WHAT NEEDS TO BE DONE –
Only one stretch of the records below is wanted: the lines from the one holding "already in memory." through the one holding "alias not present". Return it exactly, both ends included.

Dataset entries
━━━━━━━━━━━━━━━━

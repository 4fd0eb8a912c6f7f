//! # Keystore
//!
//! Opens the vendor keystore (`keystore.bin`, a Java JCEKS keystore) and
//! unseals the vault key that protects the resource artifact.
//!
//! ## Container layout
//!
//! All integers big-endian. The entry bodies are described in `jceks.rs`.
//!
//! ```text
//! magic      u32    0xCECECECE
//! version    u32    2
//! count      u32
//! entries    count × entry
//! digest     [u8; 20]   SHA-1(passphrase as UTF-16BE || "Mighty Aphrodite" || everything above)
//! ```
//!
//! A secret-key entry is a Java-serialized `SealedObjectForKeyProtector`
//! (see `object_stream.rs`). Its ciphertext is
//! `PBEWithMD5AndTripleDES(passphrase, salt, iterations, serialized key)`,
//! where the key object is a `SecretKeySpec` or the `KeyRep` keytool
//! writes for generated keys.
//!
//! ## Error mapping
//!
//! Structure is checked before the digest, so a corrupt file reports
//! [`GatewayError::KeystoreFormat`] no matter the passphrase. A digest
//! mismatch, an unknown alias and an entry sealed under another password
//! all come back as the same [`GatewayError::KeystoreAccess`].

mod jceks;
mod object_stream;

use std::fmt;
use std::path::Path;

use sha1::{Digest, Sha1};
use tracing::debug;
use zeroize::Zeroizing;

use crate::config::{
    KEYSTORE_DIGEST_LENGTH, KEYSTORE_DIGEST_WHITENER, KEYSTORE_SEAL_ALGORITHM, PBE_MAX_ITERATIONS,
    VENDOR_KEYSTORE_PASSPHRASE,
};
use crate::crypto::{pbe, CipherError, VaultKey};
use crate::error::{GatewayError, Result};

pub(crate) use jceks::{seal_secret_key, ContainerWriter};
use jceks::format_error;
use object_stream::StreamError;

impl From<StreamError> for GatewayError {
    fn from(e: StreamError) -> Self {
        GatewayError::KeystoreFormat(e.to_string())
    }
}

// ---------------------------------------------------------------------------
// PassphrasePolicy
// ---------------------------------------------------------------------------

/// Where the keystore passphrase comes from.
#[derive(Clone, Default)]
pub enum PassphrasePolicy {
    /// The fixed passphrase every resource kit ships with.
    #[default]
    VendorDefault,
    /// A caller-supplied passphrase, wiped on drop.
    Explicit(Zeroizing<String>),
}

impl PassphrasePolicy {
    pub fn explicit(passphrase: impl Into<String>) -> Self {
        Self::Explicit(Zeroizing::new(passphrase.into()))
    }

    pub(crate) fn passphrase(&self) -> &str {
        match self {
            Self::VendorDefault => VENDOR_KEYSTORE_PASSPHRASE,
            Self::Explicit(p) => p.as_str(),
        }
    }
}

impl fmt::Debug for PassphrasePolicy {
    fn fmt(&self, f: &mut fmt::Formatter<'_>) -> fmt::Result {
        match self {
            Self::VendorDefault => f.write_str("VendorDefault"),
            Self::Explicit(_) => f.write_str("Explicit(<redacted>)"),
        }
    }
}

/// Integrity digest over a container body. Also used when writing one.
pub(crate) fn integrity_digest(passphrase: &str, body: &[u8]) -> [u8; KEYSTORE_DIGEST_LENGTH] {
    let mut hasher = Sha1::new();
    let mut unit = [0u8; 2];
    for c in passphrase.encode_utf16() {
        unit.copy_from_slice(&c.to_be_bytes());
        hasher.update(unit);
    }
    hasher.update(KEYSTORE_DIGEST_WHITENER);
    hasher.update(body);
    hasher.finalize().into()
}

fn constant_time_eq(a: &[u8], b: &[u8]) -> bool {
    a.len() == b.len() && a.iter().zip(b).fold(0u8, |acc, (x, y)| acc | (x ^ y)) == 0
}

// ---------------------------------------------------------------------------
// Keystore
// ---------------------------------------------------------------------------

/// Reader for the vendor keystore.
pub struct Keystore;

impl Keystore {
    /// Reads the keystore at `path` and unseals the entry `alias`.
    pub fn open(
        path: impl AsRef<Path>,
        alias: &str,
        policy: &PassphrasePolicy,
    ) -> Result<VaultKey> {
        let path = path.as_ref();
        let bytes = Zeroizing::new(std::fs::read(path).map_err(|source| {
            GatewayError::KeystoreIo {
                path: path.to_path_buf(),
                source,
            }
        })?);
        Self::from_bytes(&bytes, alias, policy)
    }

    /// Same as [`Keystore::open`] for a container already in memory.
    pub fn from_bytes(container: &[u8], alias: &str, policy: &PassphrasePolicy) -> Result<VaultKey> {
        if container.len() < KEYSTORE_DIGEST_LENGTH {
            return Err(format_error("truncated"));
        }
        let (body, digest) = container.split_at(container.len() - KEYSTORE_DIGEST_LENGTH);
        let entries = jceks::parse_container(body)?;

        let passphrase = policy.passphrase();
        if !constant_time_eq(&integrity_digest(passphrase, body), digest) {
            debug!("keystore integrity digest mismatch");
            return Err(GatewayError::KeystoreAccess);
        }

        // Java keystores fold aliases to lower case.
        let wanted = alias.to_lowercase();
        let entry = entries
            .iter()
            .find(|e| e.alias.to_lowercase() == wanted)
            .ok_or_else(|| {
                debug!(alias, "key alias not present in keystore");
                GatewayError::KeystoreAccess
            })?;

        if !entry.seal_alg.eq_ignore_ascii_case(KEYSTORE_SEAL_ALGORITHM) {
            return Err(format_error(format!(
                "unsupported seal algorithm {}",
                entry.seal_alg
            )));
        }
        if entry.iterations == 0 || entry.iterations > PBE_MAX_ITERATIONS {
            return Err(format_error(format!(
                "iteration count {} out of range",
                entry.iterations
            )));
        }

        let plaintext = pbe::open(passphrase.as_bytes(), &entry.salt, entry.iterations, &entry.ciphertext)
            .map_err(|e| match e {
                CipherError::Padding => {
                    debug!(alias, "sealed key did not decrypt under the store passphrase");
                    GatewayError::KeystoreAccess
                }
                other => format_error(format!("sealed key: {other}")),
            })?;
        let raw = jceks::unwrap_key(&plaintext)?;
        let key = VaultKey::from_bytes(raw).map_err(|e| format_error(format!("vault key: {e}")))?;

        debug!(alias, key = %key.fingerprint(), "vault key unsealed");
        Ok(key)
    }
}

#[cfg(test)]
mod tests {
    use super::*;
    use crate::config::{DEFAULT_KEY_ALIAS, PBE_SALT_LENGTH};
    use crate::provision::KeystoreBuilder;

    const KEYTOOL_PGKEY: &[u8] = include_bytes!("../../tests/fixtures/keytool_pgkey.jceks");
    const MERCHANT_KIT: &[u8] = include_bytes!("../../tests/fixtures/merchant_kit.jceks");

    fn sample(passphrase: &str) -> Vec<u8> {
        KeystoreBuilder::new()
            .iterations(10)
            .secret_key(DEFAULT_KEY_ALIAS, &[0x24; 24])
            .build(passphrase)
            .unwrap()
    }

    #[test]
    fn test_open_with_vendor_default() {
        let bytes = sample(VENDOR_KEYSTORE_PASSPHRASE);
        let key = Keystore::from_bytes(&bytes, "pgkey", &PassphrasePolicy::VendorDefault).unwrap();
        assert_eq!(key.as_bytes(), &[0x24; 24]);
    }

    #[test]
    fn test_open_keytool_generated_key() {
        // keytool -genseckey -keyalg DESede -storetype JCEKS, stored as a KeyRep.
        let key = Keystore::from_bytes(KEYTOOL_PGKEY, "pgkey", &PassphrasePolicy::VendorDefault)
            .unwrap();
        assert_eq!(
            hex::encode(key.as_bytes()),
            "1938e35808109ed385ea0edafb6226ce858ff4e554d5e601"
        );
    }

    #[test]
    fn test_open_keystore_with_private_key_entry() {
        let policy = PassphrasePolicy::explicit("s3cret");
        let key = Keystore::from_bytes(MERCHANT_KIT, "PGKEY", &policy).unwrap();
        assert_eq!(
            hex::encode(key.as_bytes()),
            "0123456789abcdeffedcba98765432100f1e2d3c4b5a6978"
        );

        // `tls` exists, but holds a private key rather than a secret key.
        let err = Keystore::from_bytes(MERCHANT_KIT, "tls", &policy).unwrap_err();
        assert!(matches!(err, GatewayError::KeystoreAccess));

        let err = Keystore::from_bytes(MERCHANT_KIT, "pgkey", &PassphrasePolicy::VendorDefault)
            .unwrap_err();
        assert!(matches!(err, GatewayError::KeystoreAccess));
    }

    #[test]
    fn test_alias_lookup_is_case_insensitive() {
        let bytes = sample("password");
        assert!(Keystore::from_bytes(&bytes, "PGKEY", &PassphrasePolicy::VendorDefault).is_ok());
    }

    #[test]
    fn test_wrong_passphrase_and_unknown_alias_look_the_same() {
        let bytes = sample("s3cret");
        let wrong_pass =
            Keystore::from_bytes(&bytes, "pgkey", &PassphrasePolicy::VendorDefault).unwrap_err();
        let wrong_alias =
            Keystore::from_bytes(&bytes, "other", &PassphrasePolicy::explicit("s3cret")).unwrap_err();
        assert!(matches!(wrong_pass, GatewayError::KeystoreAccess));
        assert!(matches!(wrong_alias, GatewayError::KeystoreAccess));
        assert_eq!(wrong_pass.to_string(), wrong_alias.to_string());
    }

    #[test]
    fn test_entry_sealed_under_other_password_is_access_error() {
        // Container signed with the store passphrase, key sealed with another.
        let salt = [5u8; PBE_SALT_LENGTH];
        let sealed = seal_secret_key("keypass", &salt, 10, &[0x24; 24]).unwrap();
        let mut writer = ContainerWriter::new(1, 0).unwrap();
        writer.secret_key("pgkey", &sealed).unwrap();
        let bytes = writer.finish(VENDOR_KEYSTORE_PASSPHRASE);

        let err = Keystore::from_bytes(&bytes, "pgkey", &PassphrasePolicy::VendorDefault)
            .unwrap_err();
        assert!(matches!(err, GatewayError::KeystoreAccess));
    }

    #[test]
    fn test_bad_magic_is_format_error_regardless_of_passphrase() {
        let mut bytes = sample("password");
        bytes[0] ^= 0xFF;
        let err = Keystore::from_bytes(&bytes, "pgkey", &PassphrasePolicy::explicit("nope"))
            .unwrap_err();
        assert!(matches!(err, GatewayError::KeystoreFormat(_)));
    }

    #[test]
    fn test_truncation_is_format_error() {
        let bytes = sample("password");
        for cut in [0, 3, 12, 30, 60, bytes.len() - 21] {
            let err = Keystore::from_bytes(&bytes[..cut], "pgkey", &PassphrasePolicy::VendorDefault)
                .unwrap_err();
            assert!(matches!(err, GatewayError::KeystoreFormat(_)), "cut at {cut}");
        }
    }

    #[test]
    fn test_body_tamper_fails_digest() {
        // The last body byte belongs to the certificate of `tls`.
        let mut bytes = MERCHANT_KIT.to_vec();
        let last = bytes.len() - KEYSTORE_DIGEST_LENGTH - 1;
        bytes[last] ^= 0x01;
        let err = Keystore::from_bytes(&bytes, "pgkey", &PassphrasePolicy::explicit("s3cret"))
            .unwrap_err();
        assert!(matches!(err, GatewayError::KeystoreAccess));
    }

    #[test]
    fn test_stream_corruption_is_format_error() {
        let mut bytes = sample("password");
        // Stream magic of the sealed object, right after the entry header.
        let stream = 12 + 4 + 2 + DEFAULT_KEY_ALIAS.len() + 8;
        assert_eq!(&bytes[stream..stream + 2], &[0xAC, 0xED]);
        bytes[stream] = 0x00;
        let err = Keystore::from_bytes(&bytes, "pgkey", &PassphrasePolicy::VendorDefault)
            .unwrap_err();
        assert!(matches!(err, GatewayError::KeystoreFormat(_)));
    }

    #[test]
    fn test_other_entries_are_skipped() {
        let bytes = KeystoreBuilder::new()
            .iterations(5)
            .trusted_certificate("cert", b"\x30\x03\x02\x01\x00")
            .secret_key("pgkey", &[9u8; 16])
            .build("password")
            .unwrap();
        let key = Keystore::from_bytes(&bytes, "pgkey", &PassphrasePolicy::VendorDefault).unwrap();
        assert_eq!(key.len(), 16);
        let err = Keystore::from_bytes(&bytes, "cert", &PassphrasePolicy::VendorDefault)
            .unwrap_err();
        assert!(matches!(err, GatewayError::KeystoreAccess));
    }

    #[test]
    fn test_missing_file_is_io_error() {
        let err = Keystore::open("/nonexistent/keystore.bin", "pgkey", &PassphrasePolicy::VendorDefault)
            .unwrap_err();
        assert!(matches!(err, GatewayError::KeystoreIo { .. }));
    }

    #[test]
    fn test_policy_debug_redacts() {
        let debug = format!("{:?}", PassphrasePolicy::explicit("hunter2"));
        assert!(!debug.contains("hunter2"));
    }

    #[test]
    fn test_digest_matches_utf16_layout() {
        let mut hasher = Sha1::new();
        hasher.update([0x00, b'a', 0x00, b'b']);
        hasher.update(KEYSTORE_DIGEST_WHITENER);
        hasher.update(b"body");
        let expected: [u8; 20] = hasher.finalize().into();
        assert_eq!(integrity_digest("ab", b"body"), expected);
    }
}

━━━━━━━━━━━━━━━━

ANSWER SECTION –
    /// Same as [`Keystore::open`] for a container already in memory.
    pub fn from_bytes(container: &[u8], alias: &str, policy: &PassphrasePolicy) -> Result<VaultKey> {
        if container.len() < KEYSTORE_DIGEST_LENGTH {
            return Err(format_error("truncated"));
        }
        let (body, digest) = container.split_at(container.len() - KEYSTORE_DIGEST_LENGTH);
        let entries = jceks::parse_container(body)?;

        let passphrase = policy.passphrase();
        if !constant_time_eq(&integrity_digest(passphrase, body), digest) {
            debug!("keystore integrity digest mismatch");
            return Err(GatewayError::KeystoreAccess);
        }

        // Java keystores fold aliases to lower case.
        let wanted = alias.to_lowercase();
        let entry = entries
            .iter()
            .find(|e| e.alias.to_lowercase() == wanted)
            .ok_or_else(|| {
                debug!(alias, "key alias not present in keystore");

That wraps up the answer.